A visit to Ngoc Son temple
Built during the Tran Dynasty (1225 – 1400), Ngoc Son Temple located on a green island in the northern part of Hoan Kiem Lake – Lake of the Restituted Sword – is truly a touch of charm in the city centre landscape. The island on which this temple is built is accessible by a pretty red bridge – “Bridge of the Light of the Rising Sun”, which is preceded by a few doors decorated with typical Vietnamese symbols: frogs supporting an inkwell, tigers, dragons, a five-storey brush tower…
All this creates a landscape perfectly harmonious with the surroundings which corresponds to the aesthetic taste of the Vietnamese or to the Vietnamese soul: water, a hill or a mound of the earth occupied by a small temple whose entrance path, often very long, winds around instead of running straight ahead…
If properly noticed, the significance of the upside down paintbrush tower on a stone mound on one side of the main gate of the temple and the inkwell on the back of a frog on top of another secondary gate is questionable.
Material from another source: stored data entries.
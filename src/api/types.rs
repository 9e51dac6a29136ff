//! Records exchanged with the management API.
//!
//! Each entity comes with a create payload (display fields required, the rest
//! optional), a patch payload (every field optional, absent fields are not
//! sent), and the aggregate statistics returned by its `stats` endpoint.

use chrono::{DateTime, NaiveDate, Utc};
use serde::{Deserialize, Serialize};

pub type Id = i64;

// ============================================================================
// Employees
// ============================================================================

#[derive(Debug, Clone, Copy, Default, PartialEq, Eq, Serialize, Deserialize)]
#[serde(rename_all = "snake_case")]
pub enum EmployeeStatus {
  #[default]
  Active,
  Inactive,
  OnLeave,
}

#[derive(Debug, Clone, PartialEq, Serialize, Deserialize)]
pub struct Employee {
  pub id: Id,
  pub first_name: String,
  pub last_name: String,
  pub email: String,
  pub phone: Option<String>,
  pub position: Option<String>,
  pub department_id: Option<Id>,
  pub contract_type_id: Option<Id>,
  pub hourly_rate: Option<f64>,
  pub hire_date: Option<NaiveDate>,
  #[serde(default)]
  pub status: EmployeeStatus,
  /// Joined from the department by the server
  #[serde(default)]
  pub department_name: Option<String>,
  #[serde(default)]
  pub project_count: i64,
  pub created_at: DateTime<Utc>,
  pub updated_at: DateTime<Utc>,
}

impl Employee {
  pub fn full_name(&self) -> String {
    format!("{} {}", self.first_name, self.last_name)
  }
}

#[derive(Debug, Clone, PartialEq, Serialize, Deserialize)]
pub struct NewEmployee {
  pub first_name: String,
  pub last_name: String,
  pub email: String,
  #[serde(default, skip_serializing_if = "Option::is_none")]
  pub phone: Option<String>,
  #[serde(default, skip_serializing_if = "Option::is_none")]
  pub position: Option<String>,
  #[serde(default, skip_serializing_if = "Option::is_none")]
  pub department_id: Option<Id>,
  #[serde(default, skip_serializing_if = "Option::is_none")]
  pub contract_type_id: Option<Id>,
  #[serde(default, skip_serializing_if = "Option::is_none")]
  pub hourly_rate: Option<f64>,
  #[serde(default, skip_serializing_if = "Option::is_none")]
  pub hire_date: Option<NaiveDate>,
  #[serde(default, skip_serializing_if = "Option::is_none")]
  pub status: Option<EmployeeStatus>,
}

#[derive(Debug, Clone, Default, PartialEq, Serialize, Deserialize)]
pub struct EmployeePatch {
  #[serde(default, skip_serializing_if = "Option::is_none")]
  pub first_name: Option<String>,
  #[serde(default, skip_serializing_if = "Option::is_none")]
  pub last_name: Option<String>,
  #[serde(default, skip_serializing_if = "Option::is_none")]
  pub email: Option<String>,
  #[serde(default, skip_serializing_if = "Option::is_none")]
  pub phone: Option<String>,
  #[serde(default, skip_serializing_if = "Option::is_none")]
  pub position: Option<String>,
  #[serde(default, skip_serializing_if = "Option::is_none")]
  pub department_id: Option<Id>,
  #[serde(default, skip_serializing_if = "Option::is_none")]
  pub contract_type_id: Option<Id>,
  #[serde(default, skip_serializing_if = "Option::is_none")]
  pub hourly_rate: Option<f64>,
  #[serde(default, skip_serializing_if = "Option::is_none")]
  pub hire_date: Option<NaiveDate>,
  #[serde(default, skip_serializing_if = "Option::is_none")]
  pub status: Option<EmployeeStatus>,
}

#[derive(Debug, Clone, Default, PartialEq, Serialize, Deserialize)]
#[serde(default)]
pub struct EmployeeStats {
  pub total: i64,
  pub active: i64,
  pub inactive: i64,
  pub on_leave: i64,
}

// ============================================================================
// Projects
// ============================================================================

#[derive(Debug, Clone, Copy, Default, PartialEq, Eq, Serialize, Deserialize)]
#[serde(rename_all = "snake_case")]
pub enum ProjectStatus {
  #[default]
  Planning,
  Active,
  OnHold,
  Completed,
  Cancelled,
}

/// An employee working on a project, with a role and date range.
#[derive(Debug, Clone, PartialEq, Serialize, Deserialize)]
pub struct ProjectAssignment {
  pub employee_id: Id,
  pub role: Option<String>,
  pub start_date: Option<NaiveDate>,
  pub end_date: Option<NaiveDate>,
}

#[derive(Debug, Clone, PartialEq, Serialize, Deserialize)]
pub struct Project {
  pub id: Id,
  pub name: String,
  pub description: Option<String>,
  pub client_name: Option<String>,
  #[serde(default)]
  pub status: ProjectStatus,
  pub start_date: Option<NaiveDate>,
  pub end_date: Option<NaiveDate>,
  pub budget: Option<f64>,
  #[serde(default)]
  pub assignments: Vec<ProjectAssignment>,
  #[serde(default)]
  pub total_invoiced: f64,
  pub created_at: DateTime<Utc>,
  pub updated_at: DateTime<Utc>,
}

#[derive(Debug, Clone, PartialEq, Serialize, Deserialize)]
pub struct NewProject {
  pub name: String,
  #[serde(default, skip_serializing_if = "Option::is_none")]
  pub description: Option<String>,
  #[serde(default, skip_serializing_if = "Option::is_none")]
  pub client_name: Option<String>,
  #[serde(default, skip_serializing_if = "Option::is_none")]
  pub status: Option<ProjectStatus>,
  #[serde(default, skip_serializing_if = "Option::is_none")]
  pub start_date: Option<NaiveDate>,
  #[serde(default, skip_serializing_if = "Option::is_none")]
  pub end_date: Option<NaiveDate>,
  #[serde(default, skip_serializing_if = "Option::is_none")]
  pub budget: Option<f64>,
}

#[derive(Debug, Clone, Default, PartialEq, Serialize, Deserialize)]
pub struct ProjectPatch {
  #[serde(default, skip_serializing_if = "Option::is_none")]
  pub name: Option<String>,
  #[serde(default, skip_serializing_if = "Option::is_none")]
  pub description: Option<String>,
  #[serde(default, skip_serializing_if = "Option::is_none")]
  pub client_name: Option<String>,
  #[serde(default, skip_serializing_if = "Option::is_none")]
  pub status: Option<ProjectStatus>,
  #[serde(default, skip_serializing_if = "Option::is_none")]
  pub start_date: Option<NaiveDate>,
  #[serde(default, skip_serializing_if = "Option::is_none")]
  pub end_date: Option<NaiveDate>,
  #[serde(default, skip_serializing_if = "Option::is_none")]
  pub budget: Option<f64>,
}

#[derive(Debug, Clone, Default, PartialEq, Serialize, Deserialize)]
#[serde(default)]
pub struct ProjectStats {
  pub total: i64,
  pub active: i64,
  pub completed: i64,
  pub total_budget: f64,
}

// ============================================================================
// Invoices
// ============================================================================

#[derive(Debug, Clone, Copy, Default, PartialEq, Eq, Serialize, Deserialize)]
#[serde(rename_all = "snake_case")]
pub enum InvoiceStatus {
  #[default]
  Draft,
  Pending,
  Paid,
  Overdue,
  Cancelled,
}

/// Share of an invoice's cost attributed to an employee.
#[derive(Debug, Clone, PartialEq, Serialize, Deserialize)]
pub struct CostAllocation {
  pub employee_id: Id,
  pub amount: f64,
}

#[derive(Debug, Clone, PartialEq, Serialize, Deserialize)]
pub struct Invoice {
  pub id: Id,
  pub invoice_number: String,
  pub project_id: Option<Id>,
  pub client_name: String,
  pub amount: f64,
  #[serde(default)]
  pub tax_amount: f64,
  #[serde(default)]
  pub status: InvoiceStatus,
  pub issue_date: NaiveDate,
  pub due_date: Option<NaiveDate>,
  #[serde(default)]
  pub allocations: Vec<CostAllocation>,
  /// Joined from the project by the server
  #[serde(default)]
  pub project_name: Option<String>,
  /// amount + tax, computed by the server
  #[serde(default)]
  pub total: f64,
  pub created_at: DateTime<Utc>,
  pub updated_at: DateTime<Utc>,
}

#[derive(Debug, Clone, PartialEq, Serialize, Deserialize)]
pub struct NewInvoice {
  pub invoice_number: String,
  pub client_name: String,
  pub amount: f64,
  pub issue_date: NaiveDate,
  #[serde(default, skip_serializing_if = "Option::is_none")]
  pub project_id: Option<Id>,
  #[serde(default, skip_serializing_if = "Option::is_none")]
  pub tax_amount: Option<f64>,
  #[serde(default, skip_serializing_if = "Option::is_none")]
  pub status: Option<InvoiceStatus>,
  #[serde(default, skip_serializing_if = "Option::is_none")]
  pub due_date: Option<NaiveDate>,
  #[serde(default, skip_serializing_if = "Vec::is_empty")]
  pub allocations: Vec<CostAllocation>,
}

#[derive(Debug, Clone, Default, PartialEq, Serialize, Deserialize)]
pub struct InvoicePatch {
  #[serde(default, skip_serializing_if = "Option::is_none")]
  pub invoice_number: Option<String>,
  #[serde(default, skip_serializing_if = "Option::is_none")]
  pub client_name: Option<String>,
  #[serde(default, skip_serializing_if = "Option::is_none")]
  pub amount: Option<f64>,
  #[serde(default, skip_serializing_if = "Option::is_none")]
  pub tax_amount: Option<f64>,
  #[serde(default, skip_serializing_if = "Option::is_none")]
  pub project_id: Option<Id>,
  #[serde(default, skip_serializing_if = "Option::is_none")]
  pub status: Option<InvoiceStatus>,
  #[serde(default, skip_serializing_if = "Option::is_none")]
  pub issue_date: Option<NaiveDate>,
  #[serde(default, skip_serializing_if = "Option::is_none")]
  pub due_date: Option<NaiveDate>,
  #[serde(default, skip_serializing_if = "Option::is_none")]
  pub allocations: Option<Vec<CostAllocation>>,
}

#[derive(Debug, Clone, Default, PartialEq, Serialize, Deserialize)]
#[serde(default)]
pub struct InvoiceStats {
  pub total: i64,
  pub paid_amount: f64,
  pub outstanding_amount: f64,
  pub overdue: i64,
}

// ============================================================================
// Departments, contract types, users
// ============================================================================

#[derive(Debug, Clone, PartialEq, Serialize, Deserialize)]
pub struct Department {
  pub id: Id,
  pub name: String,
  pub description: Option<String>,
  #[serde(default)]
  pub employee_count: i64,
  pub created_at: DateTime<Utc>,
  pub updated_at: DateTime<Utc>,
}

#[derive(Debug, Clone, PartialEq, Serialize, Deserialize)]
pub struct NewDepartment {
  pub name: String,
  #[serde(default, skip_serializing_if = "Option::is_none")]
  pub description: Option<String>,
}

#[derive(Debug, Clone, Default, PartialEq, Serialize, Deserialize)]
pub struct DepartmentPatch {
  #[serde(default, skip_serializing_if = "Option::is_none")]
  pub name: Option<String>,
  #[serde(default, skip_serializing_if = "Option::is_none")]
  pub description: Option<String>,
}

#[derive(Debug, Clone, PartialEq, Serialize, Deserialize)]
pub struct ContractType {
  pub id: Id,
  pub name: String,
  pub description: Option<String>,
  #[serde(default = "default_true")]
  pub is_active: bool,
  pub created_at: DateTime<Utc>,
  pub updated_at: DateTime<Utc>,
}

#[derive(Debug, Clone, PartialEq, Serialize, Deserialize)]
pub struct NewContractType {
  pub name: String,
  #[serde(default, skip_serializing_if = "Option::is_none")]
  pub description: Option<String>,
  #[serde(default, skip_serializing_if = "Option::is_none")]
  pub is_active: Option<bool>,
}

#[derive(Debug, Clone, Default, PartialEq, Serialize, Deserialize)]
pub struct ContractTypePatch {
  #[serde(default, skip_serializing_if = "Option::is_none")]
  pub name: Option<String>,
  #[serde(default, skip_serializing_if = "Option::is_none")]
  pub description: Option<String>,
  #[serde(default, skip_serializing_if = "Option::is_none")]
  pub is_active: Option<bool>,
}

#[derive(Debug, Clone, Copy, Default, PartialEq, Eq, Serialize, Deserialize)]
#[serde(rename_all = "snake_case")]
pub enum Role {
  Admin,
  Manager,
  Accountant,
  #[default]
  Viewer,
}

#[derive(Debug, Clone, PartialEq, Serialize, Deserialize)]
pub struct User {
  pub id: Id,
  pub username: String,
  pub email: String,
  #[serde(default)]
  pub role: Role,
  #[serde(default = "default_true")]
  pub is_active: bool,
  pub created_at: DateTime<Utc>,
  pub updated_at: DateTime<Utc>,
}

#[derive(Debug, Clone, PartialEq, Serialize, Deserialize)]
pub struct NewUser {
  pub username: String,
  pub email: String,
  pub password: String,
  #[serde(default, skip_serializing_if = "Option::is_none")]
  pub role: Option<Role>,
}

#[derive(Debug, Clone, Default, PartialEq, Serialize, Deserialize)]
pub struct UserPatch {
  #[serde(default, skip_serializing_if = "Option::is_none")]
  pub username: Option<String>,
  #[serde(default, skip_serializing_if = "Option::is_none")]
  pub email: Option<String>,
  #[serde(default, skip_serializing_if = "Option::is_none")]
  pub password: Option<String>,
  #[serde(default, skip_serializing_if = "Option::is_none")]
  pub role: Option<Role>,
  #[serde(default, skip_serializing_if = "Option::is_none")]
  pub is_active: Option<bool>,
}

/// Statistics for entities whose `stats` endpoint only counts records.
#[derive(Debug, Clone, Default, PartialEq, Serialize, Deserialize)]
#[serde(default)]
pub struct CountStats {
  pub total: i64,
  pub active: Option<i64>,
}

fn default_true() -> bool {
  true
}

#[cfg(test)]
mod tests {
  use super::*;
  use serde_json::json;

  #[test]
  fn test_patch_skips_absent_fields() {
    let patch = EmployeePatch {
      position: Some("Gaffer".to_string()),
      status: Some(EmployeeStatus::OnLeave),
      ..Default::default()
    };
    assert_eq!(
      serde_json::to_value(&patch).unwrap(),
      json!({"position": "Gaffer", "status": "on_leave"})
    );
  }

  #[test]
  fn test_invoice_defaults_server_fields() {
    let invoice: Invoice = serde_json::from_value(json!({
      "id": 12,
      "invoice_number": "INV-2024-012",
      "project_id": null,
      "client_name": "Northwind",
      "amount": 1200.0,
      "status": "overdue",
      "issue_date": "2024-03-01",
      "due_date": null,
      "created_at": "2024-03-01T10:00:00Z",
      "updated_at": "2024-03-02T10:00:00Z"
    }))
    .unwrap();
    assert_eq!(invoice.status, InvoiceStatus::Overdue);
    assert!(invoice.allocations.is_empty());
    assert_eq!(invoice.total, 0.0);
  }
}
//! Management API: record types, REST client and cached resource handles.

pub mod cache;
pub mod client;
pub mod error;
#[cfg(test)]
mod mock;
pub mod resources;
pub mod types;

pub use client::ApiClient;
pub use error::{ApiError, ApiErrorKind};
pub use resources::{EntityApi, MutationStatus, Resource, ResourceHandle, ResourcePolicy};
In fact, it is a more recent monument, dating from the mid-19th century. Its author was Nguyen Van Sieu-a literary man from Ha Noi renowned for his talent in letters. It was he who had the idea of adding these architectural elements to an old temple that already existed, but was in a state of degradation at the time. These forms are often presented as a symbol of the culture and politics that the Vietnamese often defend against external aggression, both literally and figuratively.
Under the aspect of beliefs, the Ngoc Son Temple-Jade Mountain Temple is often presented as a symbol of the spirit of synchretism and open-mindedness of the Vietnamese.
The monument houses altars dedicated to three figures of Chinese culture and venerated by Taoism, the fourth at the back was dedicated to a Vietnamese generalissimo who repelled the Mongol invasions in the 13th century, Tran Hung Dao. There is also a small room off the main altar where a mummified turtle is displayed. This is a bit of a local animist tradition. For the Vietnamese, it is a sacred animal that is often the object of worship. This temple still houses a giant turtle dating from the 15th century, measuring 2.10 m in length and weighing 250 kg.
For a foreign visitor, he can get lost in a confusion between myth and history and wonder about the reasons for these cults. But here, we should not complicate things too much: the Vietnamese are open to any exotic belief, and even in a permanent resistance relationship against an empire, they also admire the culture and devote their respect to characters recognized as talented and virtuous, whatever their country of origin!